Step 1406: The second network device compresses original data 2 based on the locally stored first global compression parameter to obtain target data 2.

The second network device compresses the original data 2 based on the first global compression parameter to obtain the target data 2.

Step 1407: The second network device sends, to the third network device, the target data 2 carrying the first identifier. Correspondingly, the third network device receives the target data 2 that carries the first identifier and that is sent by the second network device.

After compressing the original data 2 based on the first global compression parameter to obtain the target data 2, the second network device may send, to the third network device, the target data 2 carrying the first identifier. The first identifier indicates the first global compression parameter.

Step 1408: The third network device decompresses the target data 2 based on the first identifier by using the first global compression parameter, to obtain the original data 2.

After receiving the target data 2 that carries the first identifier and that is sent by the second network device, the third network device determines, based on the first identifier, the first global compression parameter for decompressing the target data 2, and decompresses the target data 2 by using the first global compression parameter, to obtain the original data 2.

In this embodiment, a time sequence between steps is not limited. For example, step 1403 may be performed before step 1401, step 1404 may be performed after step 1401, and step 1406 may be performed before step 1403.

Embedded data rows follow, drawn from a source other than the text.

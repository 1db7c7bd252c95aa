//! Standard tables from ITU T.81 Annex K and IJG quality scaling.

use super::parser::{HuffmanTable, QuantizationTable, ZIGZAG_TO_NATURAL};

/// Annex K.1 luminance quantization table, natural order.
#[rustfmt::skip]
const STD_LUMINANCE_QUANT: [u16; 64] = [
    16, 11, 10, 16,  24,  40,  51,  61,
    12, 12, 14, 19,  26,  58,  60,  55,
    14, 13, 16, 24,  40,  57,  69,  56,
    14, 17, 22, 29,  51,  87,  80,  62,
    18, 22, 37, 56,  68, 109, 103,  77,
    24, 35, 55, 64,  81, 104, 113,  92,
    49, 64, 78, 87, 103, 121, 120, 101,
    72, 92, 95, 98, 112, 100, 103,  99,
];

/// Annex K.2 chrominance quantization table, natural order.
#[rustfmt::skip]
const STD_CHROMINANCE_QUANT: [u16; 64] = [
    17, 18, 24, 47, 99, 99, 99, 99,
    18, 21, 26, 66, 99, 99, 99, 99,
    24, 26, 56, 99, 99, 99, 99, 99,
    47, 66, 99, 99, 99, 99, 99, 99,
    99, 99, 99, 99, 99, 99, 99, 99,
    99, 99, 99, 99, 99, 99, 99, 99,
    99, 99, 99, 99, 99, 99, 99, 99,
    99, 99, 99, 99, 99, 99, 99, 99,
];

const DC_LUMINANCE_BITS: [u8; 16] = [0, 1, 5, 1, 1, 1, 1, 1, 1, 0, 0, 0, 0, 0, 0, 0];
const DC_CHROMINANCE_BITS: [u8; 16] = [0, 3, 1, 1, 1, 1, 1, 1, 1, 1, 1, 0, 0, 0, 0, 0];
const DC_VALUES: [u8; 12] = [0, 1, 2, 3, 4, 5, 6, 7, 8, 9, 10, 11];

const AC_LUMINANCE_BITS: [u8; 16] = [0, 2, 1, 3, 3, 2, 4, 3, 5, 5, 4, 4, 0, 0, 1, 125];
#[rustfmt::skip]
const AC_LUMINANCE_VALUES: [u8; 162] = [
    0x01, 0x02, 0x03, 0x00, 0x04, 0x11, 0x05, 0x12, 0x21, 0x31, 0x41, 0x06, 0x13, 0x51, 0x61, 0x07,
    0x22, 0x71, 0x14, 0x32, 0x81, 0x91, 0xa1, 0x08, 0x23, 0x42, 0xb1, 0xc1, 0x15, 0x52, 0xd1, 0xf0,
    0x24, 0x33, 0x62, 0x72, 0x82, 0x09, 0x0a, 0x16, 0x17, 0x18, 0x19, 0x1a, 0x25, 0x26, 0x27, 0x28,
    0x29, 0x2a, 0x34, 0x35, 0x36, 0x37, 0x38, 0x39, 0x3a, 0x43, 0x44, 0x45, 0x46, 0x47, 0x48, 0x49,
    0x4a, 0x53, 0x54, 0x55, 0x56, 0x57, 0x58, 0x59, 0x5a, 0x63, 0x64, 0x65, 0x66, 0x67, 0x68, 0x69,
    0x6a, 0x73, 0x74, 0x75, 0x76, 0x77, 0x78, 0x79, 0x7a, 0x83, 0x84, 0x85, 0x86, 0x87, 0x88, 0x89,
    0x8a, 0x92, 0x93, 0x94, 0x95, 0x96, 0x97, 0x98, 0x99, 0x9a, 0xa2, 0xa3, 0xa4, 0xa5, 0xa6, 0xa7,
    0xa8, 0xa9, 0xaa, 0xb2, 0xb3, 0xb4, 0xb5, 0xb6, 0xb7, 0xb8, 0xb9, 0xba, 0xc2, 0xc3, 0xc4, 0xc5,
    0xc6, 0xc7, 0xc8, 0xc9, 0xca, 0xd2, 0xd3, 0xd4, 0xd5, 0xd6, 0xd7, 0xd8, 0xd9, 0xda, 0xe1, 0xe2,
    0xe3, 0xe4, 0xe5, 0xe6, 0xe7, 0xe8, 0xe9, 0xea, 0xf1, 0xf2, 0xf3, 0xf4, 0xf5, 0xf6, 0xf7, 0xf8,
    0xf9, 0xfa,
];

const AC_CHROMINANCE_BITS: [u8; 16] = [0, 2, 1, 2, 4, 4, 3, 4, 7, 5, 4, 4, 0, 1, 2, 119];
#[rustfmt::skip]
const AC_CHROMINANCE_VALUES: [u8; 162] = [
    0x00, 0x01, 0x02, 0x03, 0x11, 0x04, 0x05, 0x21, 0x31, 0x06, 0x12, 0x41, 0x51, 0x07, 0x61, 0x71,
    0x13, 0x22, 0x32, 0x81, 0x08, 0x14, 0x42, 0x91, 0xa1, 0xb1, 0xc1, 0x09, 0x23, 0x33, 0x52, 0xf0,
    0x15, 0x62, 0x72, 0xd1, 0x0a, 0x16, 0x24, 0x34, 0xe1, 0x25, 0xf1, 0x17, 0x18, 0x19, 0x1a, 0x26,
    0x27, 0x28, 0x29, 0x2a, 0x35, 0x36, 0x37, 0x38, 0x39, 0x3a, 0x43, 0x44, 0x45, 0x46, 0x47, 0x48,
    0x49, 0x4a, 0x53, 0x54, 0x55, 0x56, 0x57, 0x58, 0x59, 0x5a, 0x63, 0x64, 0x65, 0x66, 0x67, 0x68,
    0x69, 0x6a, 0x73, 0x74, 0x75, 0x76, 0x77, 0x78, 0x79, 0x7a, 0x82, 0x83, 0x84, 0x85, 0x86, 0x87,
    0x88, 0x89, 0x8a, 0x92, 0x93, 0x94, 0x95, 0x96, 0x97, 0x98, 0x99, 0x9a, 0xa2, 0xa3, 0xa4, 0xa5,
    0xa6, 0xa7, 0xa8, 0xa9, 0xaa, 0xb2, 0xb3, 0xb4, 0xb5, 0xb6, 0xb7, 0xb8, 0xb9, 0xba, 0xc2, 0xc3,
    0xc4, 0xc5, 0xc6, 0xc7, 0xc8, 0xc9, 0xca, 0xd2, 0xd3, 0xd4, 0xd5, 0xd6, 0xd7, 0xd8, 0xd9, 0xda,
    0xe2, 0xe3, 0xe4, 0xe5, 0xe6, 0xe7, 0xe8, 0xe9, 0xea, 0xf2, 0xf3, 0xf4, 0xf5, 0xf6, 0xf7, 0xf8,
    0xf9, 0xfa,
];

/// IJG quality to percentage scaling (`jpeg_quality_scaling`).
fn quality_scaling(quality: u8) -> u32 {
    let quality = quality.clamp(1, 100) as u32;
    if quality < 50 {
        5000 / quality
    } else {
        200 - quality * 2
    }
}

/// Unscaled standard table for `id`, zigzag order.
///
/// Table 0 is the luminance table; every other id gets the chrominance one.
pub fn base_quant_values(id: u8) -> [u16; 64] {
    let base = if id == 0 {
        &STD_LUMINANCE_QUANT
    } else {
        &STD_CHROMINANCE_QUANT
    };
    let mut values = [0u16; 64];
    for (zigzag, value) in values.iter_mut().enumerate() {
        *value = base[ZIGZAG_TO_NATURAL[zigzag]];
    }
    values
}

/// The standard table for `id` scaled to `quality`, as libjpeg's
/// `jpeg_set_quality` with `force_baseline` would produce it.
pub fn scaled_quant_table(id: u8, quality: u8) -> QuantizationTable {
    let scale = quality_scaling(quality);
    let mut values = base_quant_values(id);
    for value in values.iter_mut() {
        *value = ((*value as u32 * scale + 50) / 100).clamp(1, 255) as u16;
    }
    QuantizationTable { id, values }
}

pub fn std_dc_luminance() -> HuffmanTable {
    HuffmanTable {
        class: 0,
        id: 0,
        code_lengths: DC_LUMINANCE_BITS,
        values: DC_VALUES.to_vec(),
    }
}

pub fn std_dc_chrominance() -> HuffmanTable {
    HuffmanTable {
        class: 0,
        id: 1,
        code_lengths: DC_CHROMINANCE_BITS,
        values: DC_VALUES.to_vec(),
    }
}

pub fn std_ac_luminance() -> HuffmanTable {
    HuffmanTable {
        class: 1,
        id: 0,
        code_lengths: AC_LUMINANCE_BITS,
        values: AC_LUMINANCE_VALUES.to_vec(),
    }
}

pub fn std_ac_chrominance() -> HuffmanTable {
    HuffmanTable {
        class: 1,
        id: 1,
        code_lengths: AC_CHROMINANCE_BITS,
        values: AC_CHROMINANCE_VALUES.to_vec(),
    }
}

In this embodiment, a data sender can flexibly select a compression parameter, and a data receiver can select, based on an identifier of a compression parameter carried in a received packet, correct compression parameter for decompression. This enhances flexibility of the solution. In addition, when the data receiver does not store the compression parameter selected by the data sender, the data receiver can further carry the identifier of the compression parameter carried in the received packet to obtain the compression parameter from the control device for decompression. This enhances robustness of the solution.

The foregoing describes the data processing method provided in embodiments of this application. The following describes the first network device provided in embodiments of this application. Refer to FIG. 16. An embodiment of a first network device in this application includes an obtaining unit 1601 and a generation unit 1602.

The obtaining unit 1601 is configured to obtain a first local compression parameter and a second local compression parameter. The first local compression parameter is generated by the first network device or a second network device, and the second local compression parameter is generated by a third network device.

The generation unit 1602 is configured to generate a first global compression parameter based on the first local compression parameter and the second local compression parameter. The first global compression parameter is for compression and decompression.

Optionally, the first network device in this embodiment further includes a sending unit 1603. The sending unit 1603 is configured to send the first global compression parameter to at least one network device, where the at least one network device includes one or more of the following network devices: the second network device or the third network device.

Optionally, the sending unit 1603 is further configured to send a synchronization request to the second network device and/or the third network device to request the first local compression parameter and/or the second local compression parameter.

Optionally, the sending unit 1603 is further configured to send a first compression policy to the second network device and/or the third network device.

In this embodiment, operations performed by the units in the first network device are similar to those described in embodiments shown in FIG. 4 to FIG. 15. Details are not described herein again.

In this embodiment, the network device only needs to synchronize the compression parameter with the first network device. This reduces complexity of maintaining the compression parameter. In addition, the generation unit 1602 updates the global compression parameter based on local compression parameters generated by a plurality of other network devices, so that the global compression parameter is obtained based on a data processing result in a wider range. This further improves data compression efficiency.

Refer to FIG. 17, an embodiment of a second network device in this application includes an obtaining unit 1701, a sending unit 1702, a receiving unit 1703, and a processing unit 1704.

The obtaining unit 1701 is configured to obtain a first local compression parameter.

The sending unit 1702 is configured to send the first local compression parameter to a first network device.

The receiving unit 1703 is configured to receive a first global compression parameter sent by the first network device, where the first global compression parameter is generated based on the first local compression parameter and a second local compression parameter.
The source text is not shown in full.